» **PROBLEM TO SOLVE**
Nothing may be changed. Give the entries below again exactly.
•••••
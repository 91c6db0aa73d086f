//! Per-entity record reshaping and row filters

use super::{EntityContext, EntityKind};
use crate::frame::{Cell, Frame};
use crate::normalize::parse_timestamp;
use serde_json::{Map, Value};

/// Fallback when a usage report carries no interaction time
const NEVER_USED: &str = "1970-01-01T00:00:00.00Z";

/// Reshape raw records before flattening. May emit more or fewer records
/// than it receives.
pub fn preprocess(kind: EntityKind, records: Vec<Value>, ctx: &EntityContext) -> Vec<Value> {
    match kind {
        EntityKind::Students | EntityKind::Teachers => {
            records.into_iter().map(lift_profile).collect()
        }
        EntityKind::CourseWork => records.into_iter().map(collapse_due_date).collect(),
        EntityKind::StudentSubmissions => records.iter().map(flatten_submission).collect(),
        EntityKind::StudentUsage => records
            .iter()
            .map(|record| usage_row(record, ctx))
            .collect(),
        EntityKind::Meet => records.iter().flat_map(explode_meet_events).collect(),
        EntityKind::Announcements => records.into_iter().map(strip_nul_text).collect(),
        _ => records,
    }
}

/// Drop rows the entity does not keep. Runs on the reindexed frame.
pub fn filter(kind: EntityKind, frame: Frame, ctx: &EntityContext) -> Frame {
    match kind {
        EntityKind::Courses => {
            let start = ctx.school_year_start;
            frame.filter(|row| {
                row.get("updateTime")
                    .and_then(cell_timestamp)
                    .is_some_and(|ts| ts >= start)
            })
        }
        EntityKind::OrgUnits => match ctx.student_org_unit.as_deref() {
            Some(unit) => frame.filter(|row| row.get_str("name") == Some(unit)),
            None => frame,
        },
        _ => frame,
    }
}

fn cell_timestamp(cell: &Cell) -> Option<chrono::NaiveDateTime> {
    match cell {
        Cell::Timestamp(ts) => Some(*ts),
        Cell::Text(s) => parse_timestamp(s),
        _ => None,
    }
}

fn lift_profile(mut record: Value) -> Value {
    let full_name = record.pointer("/profile/name/fullName").cloned();
    let email = record.pointer("/profile/emailAddress").cloned();
    if let Some(obj) = record.as_object_mut() {
        obj.insert("fullName".into(), full_name.unwrap_or(Value::Null));
        obj.insert("emailAddress".into(), email.unwrap_or(Value::Null));
    }
    record
}

fn collapse_due_date(mut record: Value) -> Value {
    let Some(due) = record.get("dueDate") else {
        return record;
    };
    let part = |v: &Value, key: &str| v.get(key).and_then(Value::as_i64).unwrap_or(0);
    let (year, month, day) = (part(due, "year"), part(due, "month"), part(due, "day"));
    let (hours, minutes) = record
        .get("dueTime")
        .map_or((0, 0), |t| (part(t, "hours"), part(t, "minutes")));

    let stamp = format!("{year:04}-{month:02}-{day:02} {hours:02}:{minutes:02}:00");
    if let Some(obj) = record.as_object_mut() {
        obj.insert("dueDate".into(), Value::String(stamp));
        obj.remove("dueTime");
    }
    record
}

fn flatten_submission(record: &Value) -> Value {
    let mut parsed = Map::new();
    for key in [
        "courseId",
        "courseWorkId",
        "id",
        "userId",
        "creationTime",
        "updateTime",
        "state",
        "draftGrade",
        "assignedGrade",
        "courseWorkType",
    ] {
        parsed.insert(key.into(), record.get(key).cloned().unwrap_or(Value::Null));
    }
    parsed.insert(
        "late".into(),
        record.get("late").cloned().unwrap_or(Value::Bool(false)),
    );

    let history = record
        .get("submissionHistory")
        .and_then(Value::as_array)
        .map(Vec::as_slice)
        .unwrap_or_default();

    for entry in history {
        if let Some(state) = entry.get("stateHistory") {
            let target = match state.get("state").and_then(Value::as_str) {
                Some("CREATED") => Some("createdTime"),
                Some("TURNED_IN") => Some("turnedInTimestamp"),
                Some("RETURNED") => Some("returnedTimestamp"),
                _ => None,
            };
            if let Some(column) = target {
                let stamp = state.get("stateTimestamp").cloned().unwrap_or(Value::Null);
                parsed.insert(column.into(), stamp);
            }
        }

        if let Some(grade) = entry.get("gradeHistory") {
            let prefix = match grade.get("gradeChangeType").and_then(Value::as_str) {
                Some("DRAFT_GRADE_POINTS_EARNED_CHANGE") => Some("draft"),
                Some("ASSIGNED_GRADE_POINTS_EARNED_CHANGE") => Some("assigned"),
                _ => None,
            };
            if let Some(prefix) = prefix {
                let field = |key: &str| grade.get(key).cloned().unwrap_or(Value::Null);
                parsed.insert(format!("{prefix}MaxPoints"), field("maxPoints"));
                parsed.insert(format!("{prefix}GradeTimestamp"), field("gradeTimestamp"));
                parsed.insert(format!("{prefix}GraderId"), field("actorUserId"));
            }
        }
    }

    Value::Object(parsed)
}

fn usage_row(record: &Value, ctx: &EntityContext) -> Value {
    let last_used = match record.get("parameters").and_then(Value::as_array) {
        Some(parameters) if !parameters.is_empty() => parameters[0]
            .get("datetimeValue")
            .cloned()
            .unwrap_or(Value::Null),
        _ => Value::String(NEVER_USED.to_string()),
    };

    serde_json::json!({
        "Email": record.pointer("/entity/userEmail").cloned().unwrap_or(Value::Null),
        "AsOfDate": record.get("date").cloned().unwrap_or(Value::Null),
        "LastUsedTime": last_used,
        "ImportDate": ctx.today.format("%Y-%m-%d").to_string(),
    })
}

fn explode_meet_events(record: &Value) -> Vec<Value> {
    let item_time = record.pointer("/id/time").cloned().unwrap_or(Value::Null);
    let Some(events) = record.get("events").and_then(Value::as_array) else {
        return Vec::new();
    };

    events
        .iter()
        .filter(|event| event.get("name").and_then(Value::as_str) == Some("call_ended"))
        .map(|event| {
            let mut row = Map::new();
            row.insert("item_time".into(), item_time.clone());
            row.insert("event_name".into(), Value::String("call_ended".into()));

            let parameters = event
                .get("parameters")
                .and_then(Value::as_array)
                .map(Vec::as_slice)
                .unwrap_or_default();
            for parameter in parameters {
                if let Some(name) = parameter.get("name").and_then(Value::as_str) {
                    row.insert(name.to_string(), parameter_value(parameter));
                }
            }
            Value::Object(row)
        })
        .collect()
}

/// First truthy of `value`, `intValue`, then whatever `boolValue` holds
fn parameter_value(parameter: &Value) -> Value {
    ["value", "intValue"]
        .iter()
        .filter_map(|key| parameter.get(*key))
        .find(|v| is_truthy(v))
        .cloned()
        .unwrap_or_else(|| parameter.get("boolValue").cloned().unwrap_or(Value::Null))
}

fn is_truthy(value: &Value) -> bool {
    match value {
        Value::Null => false,
        Value::Bool(b) => *b,
        Value::String(s) => !s.is_empty(),
        Value::Number(n) => n.as_f64().is_some_and(|f| f != 0.0),
        Value::Array(a) => !a.is_empty(),
        Value::Object(o) => !o.is_empty(),
    }
}

fn strip_nul_text(mut record: Value) -> Value {
    if let Some(text) = record.get("text").and_then(Value::as_str) {
        let cleaned = text.replace('\0', "");
        record["text"] = Value::String(cleaned);
    }
    record
}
•••••
» **COMPLETED EXERCISE**
repository 91c6db0aa73d086f
//! Per-entity record reshaping and row filters

use super::{EntityContext, EntityKind};
use crate::frame::{Cell, Frame};
use crate::normalize::parse_timestamp;
use serde_json::{Map, Value};

/// Fallback when a usage report carries no interaction time
const NEVER_USED: &str = "1970-01-01T00:00:00.00Z";

/// Reshape raw records before flattening. May emit more or fewer records
/// than it receives.
pub fn preprocess(kind: EntityKind, records: Vec<Value>, ctx: &EntityContext) -> Vec<Value> {
    match kind {
        EntityKind::Students | EntityKind::Teachers => {
            records.into_iter().map(lift_profile).collect()
        }
        EntityKind::CourseWork => records.into_iter().map(collapse_due_date).collect(),
        EntityKind::StudentSubmissions => records.iter().map(flatten_submission).collect(),
        EntityKind::StudentUsage => records
            .iter()
            .map(|record| usage_row(record, ctx))
            .collect(),
        EntityKind::Meet => records.iter().flat_map(explode_meet_events).collect(),
        EntityKind::Announcements => records.into_iter().map(strip_nul_text).collect(),
        _ => records,
    }
}

/// Drop rows the entity does not keep. Runs on the reindexed frame.
pub fn filter(kind: EntityKind, frame: Frame, ctx: &EntityContext) -> Frame {
    match kind {
        EntityKind::Courses => {
            let start = ctx.school_year_start;
            frame.filter(|row| {
                row.get("updateTime")
                    .and_then(cell_timestamp)
                    .is_some_and(|ts| ts >= start)
            })
        }
        EntityKind::OrgUnits => match ctx.student_org_unit.as_deref() {
            Some(unit) => frame.filter(|row| row.get_str("name") == Some(unit)),
            None => frame,
        },
        _ => frame,
    }
}

fn cell_timestamp(cell: &Cell) -> Option<chrono::NaiveDateTime> {
    match cell {
        Cell::Timestamp(ts) => Some(*ts),
        Cell::Text(s) => parse_timestamp(s),
        _ => None,
    }
}

fn lift_profile(mut record: Value) -> Value {
    let full_name = record.pointer("/profile/name/fullName").cloned();
    let email = record.pointer("/profile/emailAddress").cloned();
    if let Some(obj) = record.as_object_mut() {
        obj.insert("fullName".into(), full_name.unwrap_or(Value::Null));
        obj.insert("emailAddress".into(), email.unwrap_or(Value::Null));
    }
    record
}

fn collapse_due_date(mut record: Value) -> Value {
    let Some(due) = record.get("dueDate") else {
        return record;
    };
    let part = |v: &Value, key: &str| v.get(key).and_then(Value::as_i64).unwrap_or(0);
    let (year, month, day) = (part(due, "year"), part(due, "month"), part(due, "day"));
    let (hours, minutes) = record
        .get("dueTime")
        .map_or((0, 0), |t| (part(t, "hours"), part(t, "minutes")));

    let stamp = format!("{year:04}-{month:02}-{day:02} {hours:02}:{minutes:02}:00");
    if let Some(obj) = record.as_object_mut() {
        obj.insert("dueDate".into(), Value::String(stamp));
        obj.remove("dueTime");
    }
    record
}

fn flatten_submission(record: &Value) -> Value {
    let mut parsed = Map::new();
    for key in [
        "courseId",
        "courseWorkId",
        "id",
        "userId",
        "creationTime",
        "updateTime",
        "state",
        "draftGrade",
        "assignedGrade",
        "courseWorkType",
    ] {
        parsed.insert(key.into(), record.get(key).cloned().unwrap_or(Value::Null));
    }
    parsed.insert(
        "late".into(),
        record.get("late").cloned().unwrap_or(Value::Bool(false)),
    );

    let history = record
        .get("submissionHistory")
        .and_then(Value::as_array)
        .map(Vec::as_slice)
        .unwrap_or_default();

    for entry in history {
        if let Some(state) = entry.get("stateHistory") {
            let target = match state.get("state").and_then(Value::as_str) {
                Some("CREATED") => Some("createdTime"),
                Some("TURNED_IN") => Some("turnedInTimestamp"),
                Some("RETURNED") => Some("returnedTimestamp"),
                _ => None,
            };
            if let Some(column) = target {
                let stamp = state.get("stateTimestamp").cloned().unwrap_or(Value::Null);
                parsed.insert(column.into(), stamp);
            }
        }

        if let Some(grade) = entry.get("gradeHistory") {
            let prefix = match grade.get("gradeChangeType").and_then(Value::as_str) {
                Some("DRAFT_GRADE_POINTS_EARNED_CHANGE") => Some("draft"),
                Some("ASSIGNED_GRADE_POINTS_EARNED_CHANGE") => Some("assigned"),
                _ => None,
            };
            if let Some(prefix) = prefix {
                let field = |key: &str| grade.get(key).cloned().unwrap_or(Value::Null);
                parsed.insert(format!("{prefix}MaxPoints"), field("maxPoints"));
                parsed.insert(format!("{prefix}GradeTimestamp"), field("gradeTimestamp"));
                parsed.insert(format!("{prefix}GraderId"), field("actorUserId"));
            }
        }
    }

    Value::Object(parsed)
}

fn usage_row(record: &Value, ctx: &EntityContext) -> Value {
    let last_used = match record.get("parameters").and_then(Value::as_array) {
        Some(parameters) if !parameters.is_empty() => parameters[0]
            .get("datetimeValue")
            .cloned()
            .unwrap_or(Value::Null),
        _ => Value::String(NEVER_USED.to_string()),
    };

    serde_json::json!({
        "Email": record.pointer("/entity/userEmail").cloned().unwrap_or(Value::Null),
        "AsOfDate": record.get("date").cloned().unwrap_or(Value::Null),
        "LastUsedTime": last_used,
        "ImportDate": ctx.today.format("%Y-%m-%d").to_string(),
    })
}

fn explode_meet_events(record: &Value) -> Vec<Value> {
    let item_time = record.pointer("/id/time").cloned().unwrap_or(Value::Null);
    let Some(events) = record.get("events").and_then(Value::as_array) else {
        return Vec::new();
    };

    events
        .iter()
        .filter(|event| event.get("name").and_then(Value::as_str) == Some("call_ended"))
        .map(|event| {
            let mut row = Map::new();
            row.insert("item_time".into(), item_time.clone());
            row.insert("event_name".into(), Value::String("call_ended".into()));

            let parameters = event
                .get("parameters")
                .and_then(Value::as_array)
                .map(Vec::as_slice)
                .unwrap_or_default();
            for parameter in parameters {
                if let Some(name) = parameter.get("name").and_then(Value::as_str) {
                    row.insert(name.to_string(), parameter_value(parameter));
                }
            }
            Value::Object(row)
        })
        .collect()
}

/// First truthy of `value`, `intValue`, then whatever `boolValue` holds
fn parameter_value(parameter: &Value) -> Value {
    ["value", "intValue"]
        .iter()
        .filter_map(|key| parameter.get(*key))
        .find(|v| is_truthy(v))
        .cloned()
        .unwrap_or_else(|| parameter.get("boolValue").cloned().unwrap_or(Value::Null))
}

fn is_truthy(value: &Value) -> bool {
    match value {
        Value::Null => false,
        Value::Bool(b) => *b,
        Value::String(s) => !s.is_empty(),
        Value::Number(n) => n.as_f64().is_some_and(|f| f != 0.0),
        Value::Array(a) => !a.is_empty(),
        Value::Object(o) => !o.is_empty(),
    }
}

fn strip_nul_text(mut record: Value) -> Value {
    if let Some(text) = record.get("text").and_then(Value::as_str) {
        let cleaned = text.replace('\0', "");
        record["text"] = Value::String(cleaned);
    }
    record
}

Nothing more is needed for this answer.